PROBLEM: Whenever a line in the entries below contains the string "crate", copy that line.

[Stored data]

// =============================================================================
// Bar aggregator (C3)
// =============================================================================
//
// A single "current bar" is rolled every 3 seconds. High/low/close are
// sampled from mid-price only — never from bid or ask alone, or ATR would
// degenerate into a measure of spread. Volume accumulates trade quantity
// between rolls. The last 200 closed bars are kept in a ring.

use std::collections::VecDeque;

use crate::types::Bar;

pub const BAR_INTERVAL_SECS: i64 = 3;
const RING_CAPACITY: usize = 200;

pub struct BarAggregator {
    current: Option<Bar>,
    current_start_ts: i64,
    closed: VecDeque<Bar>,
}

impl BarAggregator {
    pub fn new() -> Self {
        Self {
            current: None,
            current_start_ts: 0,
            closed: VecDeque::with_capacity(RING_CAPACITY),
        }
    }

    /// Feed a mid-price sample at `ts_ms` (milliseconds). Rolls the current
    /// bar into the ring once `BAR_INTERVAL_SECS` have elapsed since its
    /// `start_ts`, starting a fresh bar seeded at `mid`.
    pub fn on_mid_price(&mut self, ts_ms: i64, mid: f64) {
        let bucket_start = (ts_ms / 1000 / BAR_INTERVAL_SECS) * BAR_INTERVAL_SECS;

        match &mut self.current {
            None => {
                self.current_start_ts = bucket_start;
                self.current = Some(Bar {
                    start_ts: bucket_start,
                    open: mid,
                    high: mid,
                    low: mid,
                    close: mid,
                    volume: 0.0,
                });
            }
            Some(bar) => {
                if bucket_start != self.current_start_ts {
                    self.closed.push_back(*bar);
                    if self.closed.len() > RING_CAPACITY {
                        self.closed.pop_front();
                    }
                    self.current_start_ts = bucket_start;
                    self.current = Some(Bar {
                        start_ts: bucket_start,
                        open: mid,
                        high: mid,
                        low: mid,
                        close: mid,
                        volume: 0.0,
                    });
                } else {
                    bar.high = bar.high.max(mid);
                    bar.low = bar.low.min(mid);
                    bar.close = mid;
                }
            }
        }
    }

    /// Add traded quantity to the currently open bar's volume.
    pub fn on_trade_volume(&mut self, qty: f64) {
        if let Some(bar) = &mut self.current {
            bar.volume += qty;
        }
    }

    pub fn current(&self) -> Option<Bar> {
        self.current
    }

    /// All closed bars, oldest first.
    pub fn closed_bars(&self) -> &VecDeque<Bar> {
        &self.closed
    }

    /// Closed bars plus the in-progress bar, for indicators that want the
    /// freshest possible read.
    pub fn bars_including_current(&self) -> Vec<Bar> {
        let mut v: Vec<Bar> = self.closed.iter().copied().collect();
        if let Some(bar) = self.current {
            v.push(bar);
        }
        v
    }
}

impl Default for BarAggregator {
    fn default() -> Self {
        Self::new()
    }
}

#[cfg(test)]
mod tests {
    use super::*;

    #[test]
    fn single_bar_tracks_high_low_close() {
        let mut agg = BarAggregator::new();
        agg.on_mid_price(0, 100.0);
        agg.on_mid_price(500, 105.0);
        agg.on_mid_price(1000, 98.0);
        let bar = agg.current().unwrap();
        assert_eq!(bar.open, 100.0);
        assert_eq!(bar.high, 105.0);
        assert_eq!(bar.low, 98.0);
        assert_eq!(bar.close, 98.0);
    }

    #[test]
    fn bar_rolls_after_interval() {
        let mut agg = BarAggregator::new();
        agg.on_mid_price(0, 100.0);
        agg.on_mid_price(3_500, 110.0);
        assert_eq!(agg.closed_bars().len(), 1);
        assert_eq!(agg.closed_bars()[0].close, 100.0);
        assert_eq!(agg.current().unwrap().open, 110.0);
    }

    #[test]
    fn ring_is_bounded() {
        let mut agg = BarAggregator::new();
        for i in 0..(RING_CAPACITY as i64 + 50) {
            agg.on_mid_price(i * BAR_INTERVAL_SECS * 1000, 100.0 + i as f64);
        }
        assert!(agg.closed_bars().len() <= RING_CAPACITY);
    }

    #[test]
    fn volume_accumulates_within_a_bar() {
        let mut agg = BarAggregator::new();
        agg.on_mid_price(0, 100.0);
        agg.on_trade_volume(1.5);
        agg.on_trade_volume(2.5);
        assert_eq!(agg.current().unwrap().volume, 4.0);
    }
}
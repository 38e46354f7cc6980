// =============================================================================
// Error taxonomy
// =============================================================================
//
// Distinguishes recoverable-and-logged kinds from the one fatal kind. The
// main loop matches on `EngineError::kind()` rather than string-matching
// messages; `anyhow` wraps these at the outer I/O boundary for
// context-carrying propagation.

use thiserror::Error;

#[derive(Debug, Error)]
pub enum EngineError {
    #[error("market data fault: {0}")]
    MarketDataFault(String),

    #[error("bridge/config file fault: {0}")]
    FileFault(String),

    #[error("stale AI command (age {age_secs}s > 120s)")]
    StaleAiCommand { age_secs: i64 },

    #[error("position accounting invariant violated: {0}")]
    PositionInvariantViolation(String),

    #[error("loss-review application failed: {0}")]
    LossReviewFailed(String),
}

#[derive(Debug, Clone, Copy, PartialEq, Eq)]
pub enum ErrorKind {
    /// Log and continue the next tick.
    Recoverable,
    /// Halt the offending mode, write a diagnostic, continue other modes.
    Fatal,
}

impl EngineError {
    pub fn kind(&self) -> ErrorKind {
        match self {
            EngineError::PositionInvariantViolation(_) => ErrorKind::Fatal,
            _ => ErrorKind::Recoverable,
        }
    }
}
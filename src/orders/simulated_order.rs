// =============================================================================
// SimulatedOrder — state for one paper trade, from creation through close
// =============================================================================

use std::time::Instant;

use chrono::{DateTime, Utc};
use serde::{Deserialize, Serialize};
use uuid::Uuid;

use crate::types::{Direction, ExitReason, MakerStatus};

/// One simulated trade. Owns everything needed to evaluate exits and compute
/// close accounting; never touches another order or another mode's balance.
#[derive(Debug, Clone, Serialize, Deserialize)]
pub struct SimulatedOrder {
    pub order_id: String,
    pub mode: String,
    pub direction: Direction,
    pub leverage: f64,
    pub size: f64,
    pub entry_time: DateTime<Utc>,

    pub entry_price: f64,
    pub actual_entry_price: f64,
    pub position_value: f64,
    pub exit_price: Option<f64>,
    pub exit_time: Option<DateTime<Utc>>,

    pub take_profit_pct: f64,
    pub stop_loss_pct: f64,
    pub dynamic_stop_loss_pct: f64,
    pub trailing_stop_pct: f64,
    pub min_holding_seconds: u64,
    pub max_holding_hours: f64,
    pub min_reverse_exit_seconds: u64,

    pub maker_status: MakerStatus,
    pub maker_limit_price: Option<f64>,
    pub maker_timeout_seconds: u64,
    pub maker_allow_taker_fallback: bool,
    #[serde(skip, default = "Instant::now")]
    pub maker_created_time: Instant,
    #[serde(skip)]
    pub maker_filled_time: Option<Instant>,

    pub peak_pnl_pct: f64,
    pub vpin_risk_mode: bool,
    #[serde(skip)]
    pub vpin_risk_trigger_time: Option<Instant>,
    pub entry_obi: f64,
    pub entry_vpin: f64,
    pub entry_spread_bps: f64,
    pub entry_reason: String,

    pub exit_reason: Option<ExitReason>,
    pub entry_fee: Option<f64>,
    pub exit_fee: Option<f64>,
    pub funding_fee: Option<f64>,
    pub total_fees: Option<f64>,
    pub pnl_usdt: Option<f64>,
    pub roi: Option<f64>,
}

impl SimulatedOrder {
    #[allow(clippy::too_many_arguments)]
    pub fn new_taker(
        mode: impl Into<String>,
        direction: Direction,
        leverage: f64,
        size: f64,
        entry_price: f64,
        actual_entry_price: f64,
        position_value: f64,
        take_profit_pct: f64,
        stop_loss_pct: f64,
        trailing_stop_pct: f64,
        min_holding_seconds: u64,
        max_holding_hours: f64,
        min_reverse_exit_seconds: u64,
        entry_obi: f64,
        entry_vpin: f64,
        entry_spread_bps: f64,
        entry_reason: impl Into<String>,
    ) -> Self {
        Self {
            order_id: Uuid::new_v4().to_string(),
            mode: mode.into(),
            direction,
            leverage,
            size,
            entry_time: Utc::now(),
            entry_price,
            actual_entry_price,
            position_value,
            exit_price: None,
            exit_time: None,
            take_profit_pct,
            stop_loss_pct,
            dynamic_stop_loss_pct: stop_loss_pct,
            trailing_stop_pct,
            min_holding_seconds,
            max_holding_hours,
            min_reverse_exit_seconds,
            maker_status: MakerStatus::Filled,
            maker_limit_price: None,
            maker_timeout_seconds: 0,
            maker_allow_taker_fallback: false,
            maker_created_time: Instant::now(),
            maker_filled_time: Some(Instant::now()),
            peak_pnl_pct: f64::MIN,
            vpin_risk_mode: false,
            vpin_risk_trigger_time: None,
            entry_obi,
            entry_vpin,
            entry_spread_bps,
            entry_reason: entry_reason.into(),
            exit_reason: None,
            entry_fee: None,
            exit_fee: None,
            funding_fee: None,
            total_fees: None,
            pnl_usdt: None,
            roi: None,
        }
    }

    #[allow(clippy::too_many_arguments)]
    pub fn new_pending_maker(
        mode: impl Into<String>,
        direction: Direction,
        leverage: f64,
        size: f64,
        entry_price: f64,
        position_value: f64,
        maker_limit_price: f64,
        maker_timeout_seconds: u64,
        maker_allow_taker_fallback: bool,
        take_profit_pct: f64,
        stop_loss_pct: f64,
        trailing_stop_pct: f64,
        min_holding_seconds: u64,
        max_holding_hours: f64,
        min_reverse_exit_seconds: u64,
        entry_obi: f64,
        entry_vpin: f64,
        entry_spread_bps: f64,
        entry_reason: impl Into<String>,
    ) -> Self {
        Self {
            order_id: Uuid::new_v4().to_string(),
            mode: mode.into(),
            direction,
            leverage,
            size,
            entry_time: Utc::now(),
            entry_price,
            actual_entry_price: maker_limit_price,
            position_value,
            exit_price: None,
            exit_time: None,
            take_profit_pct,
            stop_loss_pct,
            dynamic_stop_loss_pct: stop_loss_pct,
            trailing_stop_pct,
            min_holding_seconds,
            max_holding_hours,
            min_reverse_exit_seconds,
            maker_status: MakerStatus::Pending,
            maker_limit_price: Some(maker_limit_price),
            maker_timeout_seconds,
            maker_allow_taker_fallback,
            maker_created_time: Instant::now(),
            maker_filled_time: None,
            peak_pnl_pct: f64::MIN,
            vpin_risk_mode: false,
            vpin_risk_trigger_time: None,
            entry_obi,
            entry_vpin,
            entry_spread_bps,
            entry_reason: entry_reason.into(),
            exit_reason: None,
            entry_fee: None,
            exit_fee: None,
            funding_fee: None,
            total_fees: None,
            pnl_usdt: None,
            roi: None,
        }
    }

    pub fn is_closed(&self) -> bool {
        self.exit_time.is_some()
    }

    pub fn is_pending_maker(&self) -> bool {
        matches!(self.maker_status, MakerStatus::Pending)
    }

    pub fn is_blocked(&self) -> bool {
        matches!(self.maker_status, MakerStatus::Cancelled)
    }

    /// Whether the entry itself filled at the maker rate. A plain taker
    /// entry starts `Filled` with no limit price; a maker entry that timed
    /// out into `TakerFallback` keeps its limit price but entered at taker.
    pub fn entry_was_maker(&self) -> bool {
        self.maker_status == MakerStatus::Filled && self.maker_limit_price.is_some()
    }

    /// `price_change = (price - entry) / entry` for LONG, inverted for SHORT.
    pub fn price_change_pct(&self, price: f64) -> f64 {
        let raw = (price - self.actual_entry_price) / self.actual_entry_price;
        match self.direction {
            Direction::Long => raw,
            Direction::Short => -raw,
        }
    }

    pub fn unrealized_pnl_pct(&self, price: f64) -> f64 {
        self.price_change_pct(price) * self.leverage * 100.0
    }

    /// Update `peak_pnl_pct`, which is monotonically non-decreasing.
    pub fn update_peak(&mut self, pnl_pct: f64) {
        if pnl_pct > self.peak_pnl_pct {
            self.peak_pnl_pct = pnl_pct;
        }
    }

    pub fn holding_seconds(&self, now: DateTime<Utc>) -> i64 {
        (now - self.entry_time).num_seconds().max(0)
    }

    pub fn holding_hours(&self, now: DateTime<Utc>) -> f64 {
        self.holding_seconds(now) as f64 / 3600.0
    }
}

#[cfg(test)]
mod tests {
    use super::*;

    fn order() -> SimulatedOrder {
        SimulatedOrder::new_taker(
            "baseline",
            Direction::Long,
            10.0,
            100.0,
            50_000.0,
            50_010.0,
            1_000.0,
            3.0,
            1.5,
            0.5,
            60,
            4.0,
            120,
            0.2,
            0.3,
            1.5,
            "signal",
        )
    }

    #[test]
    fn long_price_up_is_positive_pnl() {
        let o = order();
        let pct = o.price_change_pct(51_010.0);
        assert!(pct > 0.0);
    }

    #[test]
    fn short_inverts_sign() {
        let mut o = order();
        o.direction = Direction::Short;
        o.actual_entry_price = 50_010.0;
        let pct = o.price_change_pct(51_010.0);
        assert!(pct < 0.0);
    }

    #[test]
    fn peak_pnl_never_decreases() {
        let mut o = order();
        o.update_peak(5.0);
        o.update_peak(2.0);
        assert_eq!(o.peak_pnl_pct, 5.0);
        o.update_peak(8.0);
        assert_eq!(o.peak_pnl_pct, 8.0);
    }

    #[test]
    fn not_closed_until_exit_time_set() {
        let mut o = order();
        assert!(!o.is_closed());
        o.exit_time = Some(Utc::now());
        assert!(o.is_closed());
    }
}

RESPONSE TO THE TASK:
use crate::types::Bar;
use crate::types::{Direction, ExitReason, MakerStatus};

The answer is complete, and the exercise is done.